Song Meaning
Gilberto Gil's "Not Coming Home (Live)" isn't a geographical lament, but a metaphysical unraveling, a deconstruction of certainty itself. The lyrics, a dense weave of cultural and philosophical references, invoke Shiva, the Hindu god of destruction and transformation, whose dance signifies the cyclical nature of existence. Gil doesn't just observe this dance; he embodies it, blurring the lines between observer and observed, mortal and divine. The "fraude do Thomas" (Thomas's fraud) is a more elusive element, perhaps alluding to a Western, scientific paradigm that has lulled the "deuses todos em coma" (gods all in a coma). This coma isn't literal death, but a stagnation, a loss of vital connection to primal forces.
The refrain "Não, não irá" (No, it will not go) underscores a resistance to this entropic slide.

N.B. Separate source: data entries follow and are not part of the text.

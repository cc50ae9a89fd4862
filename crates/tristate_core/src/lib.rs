//! Tristate Core
//!
//! This crate provides the leaf primitives the Tristate widgets are built on:
//!
//! - **Render Host**: An in-memory element tree with class lists, attributes,
//!   bubbling event dispatch and a layout-read counter
//! - **Native Control**: The platform input element with class-level property
//!   descriptors that can be overridden per instance
//! - **Property Interception**: Wraps the `checked`/`indeterminate` setters so
//!   programmatic writes emit the same notification as a native `change` event
//! - **Component Lifecycle**: Two-phase construct/attach with scoped listeners
//! - **Surface Adapter**: The effect boundary widget logic talks through
//!
//! # Example
//!
//! ```rust
//! use std::cell::Cell;
//! use std::rc::Rc;
//! use tristate_core::control::ControlPrototype;
//! use tristate_core::element::Element;
//! use tristate_core::intercept::PropertyInterceptor;
//!
//! let input = Element::input(ControlPrototype::standard());
//! let control = input.control().unwrap();
//!
//! let changes = Rc::new(Cell::new(0));
//! let counter = changes.clone();
//! let mut interceptor = PropertyInterceptor::new();
//! interceptor.install(control, Rc::new(move || counter.set(counter.get() + 1)));
//!
//! control.set_checked(true);
//! assert!(control.checked());
//! assert_eq!(changes.get(), 1);
//!
//! interceptor.uninstall(control);
//! control.set_checked(false);
//! assert_eq!(changes.get(), 1);
//! ```

pub mod adapter;
pub mod control;
pub mod element;
mod error;
pub mod events;
pub mod intercept;
pub mod lifecycle;
pub mod vendor;

pub use adapter::SurfaceAdapter;
pub use control::{
    ControlPrototype, ControlPrototypeBuilder, ControlProperty, ControlState, NativeControl,
    PropertyDescriptor, PropertyExposure, PropertyGetter, PropertySetter,
};
pub use element::{Element, ElementRef, ListenerId};
pub use error::{LifecycleError, Result};
pub use events::{event_types, Event, EventCallback};
pub use intercept::{ChangeNotifier, PropertyInterceptor, INTERCEPTED_PROPERTIES};
pub use lifecycle::{ComponentLifecycle, LifecycleOp, LifecycleState};
pub use vendor::{
    animation_end_event, animation_end_event_name, init_animation_end_event, StyleSupport,
};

It's a refusal to accept the death of meaning, even as "homens em vão" (men in vain) pursue science and song – potentially empty pursuits devoid of true spiritual grounding. The repeated invocation of Shiva suggests that destruction, even painful dissolution ("Se dói de dó"), is a necessary precursor to renewal. The "nó se dá um só" (the knot is tied only once) hints at a singular, irrevocable act, a commitment to this transformative process.

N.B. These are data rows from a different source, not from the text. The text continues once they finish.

// src/tests/utils.rs
use crate::config::Config;
use crate::domain::{Listing, Source};
use crate::notify::{BoardSink, ChatPost, ChatSink, Notifier, NotifyError};
use crate::scraper::{Fetch, ScraperError};
use crate::store::seen::SeenSet;
use crate::store::{DetailStore, SeenStore, StoreError};
use std::cell::{Cell, RefCell};
use std::collections::HashMap;
use std::path::PathBuf;
use std::rc::Rc;

/// Fresh, empty directory for one test under the system temp dir.
pub fn scratch_dir(name: &str) -> PathBuf {
    let dir = std::env::temp_dir()
        .join("rentwatch-tests")
        .join(std::process::id().to_string())
        .join(name);
    let _ = std::fs::remove_dir_all(&dir);
    std::fs::create_dir_all(&dir).unwrap_or_else(|e| panic!("cannot create {dir:?}: {e}"));
    dir
}

pub fn test_config() -> Config {
    Config::from_json(
        r#"{
            "slack_token": "xoxb-test",
            "trello_token": "tt",
            "trello_key": "tk",
            "trello_board": "b1",
            "work_addr1": "Old Street",
            "work_addr2": "Canary Wharf",
            "avail_from": "2024-04-01",
            "page_delay_ms": 0
        }"#,
    )
    .expect("test config parses")
}

/// Canned HTTP responses, matched on the end of the requested URL.
#[derive(Default)]
pub struct StubFetch {
    routes: Vec<(String, Result<String, u16>)>,
    pub requests: RefCell<Vec<String>>,
    pub headers_seen: RefCell<Vec<Vec<(String, String)>>>,
}

impl StubFetch {
    pub fn new() -> Self {
        Self::default()
    }

    pub fn with(mut self, url_suffix: &str, body: impl Into<String>) -> Self {
        self.routes.push((url_suffix.to_string(), Ok(body.into())));
        self
    }

    pub fn with_status(mut self, url_suffix: &str, status: u16) -> Self {
        self.routes.push((url_suffix.to_string(), Err(status)));
        self
    }

    pub fn request_count(&self) -> usize {
        self.requests.borrow().len()
    }

    pub fn requested(&self, url_suffix: &str) -> bool {
        self.requests.borrow().iter().any(|u| u.ends_with(url_suffix))
    }
}

impl Fetch for StubFetch {
    fn get_text(&self, url: &str, headers: &[(&str, &str)]) -> Result<String, ScraperError> {
        self.requests.borrow_mut().push(url.to_string());
        self.headers_seen.borrow_mut().push(
            headers
                .iter()
                .map(|(k, v)| (k.to_string(), v.to_string()))
                .collect(),
        );

        match self.routes.iter().find(|(suffix, _)| url.ends_with(suffix.as_str())) {
            Some((_, Ok(body))) => Ok(body.clone()),
            Some((_, Err(status))) => Err(ScraperError::Status {
                url: url.to_string(),
                status: *status,
            }),
            None => Err(ScraperError::Network(format!("no stub for {url}"))),
        }
    }
}

#[derive(Default)]
pub struct MemorySeenStore {
    state: RefCell<Option<SeenSet>>,
    pub persists: Cell<usize>,
}

impl MemorySeenStore {
    pub fn empty() -> Self {
        Self::default()
    }

    pub fn with(source: &str, ids: &[&str]) -> Self {
        let mut seen = SeenSet::default();
        seen.merge(source, ids.iter().map(|s| s.to_string()));
        Self {
            state: RefCell::new(Some(seen)),
            persists: Cell::new(0),
        }
    }

    pub fn snapshot(&self) -> Option<SeenSet> {
        self.state.borrow().clone()
    }
}

impl SeenStore for MemorySeenStore {
    fn load(&self) -> Result<Option<SeenSet>, StoreError> {
        Ok(self.state.borrow().clone())
    }

    fn persist(&self, seen: &SeenSet) -> Result<(), StoreError> {
        *self.state.borrow_mut() = Some(seen.clone());
        self.persists.set(self.persists.get() + 1);
        Ok(())
    }
}

#[derive(Default)]
pub struct MemoryDetailStore {
    records: RefCell<HashMap<(Source, String), Listing>>,
}

impl MemoryDetailStore {
    pub fn new() -> Self {
        Self::default()
    }

    pub fn len(&self) -> usize {
        self.records.borrow().len()
    }

    pub fn get(&self, source: Source, id: &str) -> Option<Listing> {
        self.records.borrow().get(&(source, id.to_string())).cloned()
    }
}

impl DetailStore for MemoryDetailStore {
    fn contains(&self, source: Source, id: &str) -> Result<bool, StoreError> {
        Ok(self.records.borrow().contains_key(&(source, id.to_string())))
    }

    fn insert_if_absent(&self, listing: &Listing) -> Result<bool, StoreError> {
        let mut records = self.records.borrow_mut();
        let key = (listing.source, listing.id.clone());
        if records.contains_key(&key) {
            return Ok(false);
        }
        records.insert(key, listing.clone());
        Ok(true)
    }
}

/// Chat sink that keeps what it was sent; optionally refuses everything.
pub struct RecordingChat {
    pub posts: Rc<RefCell<Vec<ChatPost>>>,
    pub fail: bool,
}

impl ChatSink for RecordingChat {
    fn post_message(&self, post: &ChatPost) -> Result<(), NotifyError> {
        if self.fail {
            return Err(NotifyError::ApiError("channel_not_found".into()));
        }
        self.posts.borrow_mut().push(post.clone());
        Ok(())
    }
}

pub struct RecordingBoard {
    pub cards: Rc<RefCell<Vec<(String, String)>>>,
}

impl BoardSink for RecordingBoard {
    fn create_card(&self, title: &str, description: &str) -> Result<(), NotifyError> {
        self.cards
            .borrow_mut()
            .push((title.to_string(), description.to_string()));
        Ok(())
    }
}

pub struct Outbox {
    pub posts: Rc<RefCell<Vec<ChatPost>>>,
    pub cards: Rc<RefCell<Vec<(String, String)>>>,
}

impl Outbox {
    pub fn sent(&self) -> usize {
        self.posts.borrow().len()
    }
}

/// A notifier wired to recording sinks, plus handles to inspect them.
pub fn recording_notifier(fail_chat: bool) -> (Notifier, Outbox) {
    let posts = Rc::new(RefCell::new(Vec::new()));
    let cards = Rc::new(RefCell::new(Vec::new()));
    let notifier = Notifier::new(
        Box::new(RecordingChat {
            posts: Rc::clone(&posts),
            fail: fail_chat,
        }),
        Box::new(RecordingBoard {
            cards: Rc::clone(&cards),
        }),
        "#general",
        ["Old Street".to_string(), "Canary Wharf".to_string()],
    );
    (notifier, Outbox { posts, cards })
}

pub fn search_results_html(ids: &[&str]) -> String {
    let links: String = ids
        .iter()
        .map(|id| format!(r#"<div class="listing"><a class="banda pt" href="/{id}">Flat {id}</a></div>"#))
        .collect();
    format!("<html><body><div id=\"results\">{links}<a href=\"/about\">About</a></div></body></html>")
}

/// A listing page with the structure the extractor expects.
pub fn listing_page_html(title: &str, price: &str, features: &[(&str, &str)]) -> String {
    let rows: String = features
        .iter()
        .map(|(label, value)| format!("<tr><td>{label}</td><td>{value}</td></tr>"))
        .collect();
    format!(
        r#"<html><body>
        <h1 class="propertyTitle"> {title} </h1>
        <h3 class="banda perMonthPrice">{price}</h3>
        <div class="well description hovertip">
            A bright flat close to the station.
        </div>
        <div id="Features">
            <table>{rows}
                <tr><td>Garden</td><td><i class="icon-ok"></i></td></tr>
                <tr><td>Pets Allowed</td><td><i class="icon-remove"></i></td></tr>
            </table>
        </div>
        <div id="LocalTransport">
            <table>
                <tr><th>Station</th><th>Distance</th></tr>
                <tr><td>Angel</td><td>6 min walk</td></tr>
                <tr><td>Old Street</td><td>12 min walk</td></tr>
            </table>
        </div>
        <input id="Latitude" type="hidden" value="51.532" />
        <input id="Longitude" type="hidden" value="-0.106" />
        </body></html>"#
    )
}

Ultimately, "Not Coming Home (Live)" is a song about transcendence through surrender. The line "Quem me vir dançar / Verá que quem dança é Shiva" (Who sees me dance / Will see that who dances is Shiva) isn't a statement of ego, but of ego dissolution. Gil becomes a vessel, a conduit for a force far greater than himself. The "passageiro mal-estar" (passenger's unease) is the discomfort of shedding old skins, of confronting the illusory nature of the self. Gil's not coming home because 'home' as a fixed, static concept, no longer applies. He's perpetually in motion, caught in the cosmic dance, forever becoming.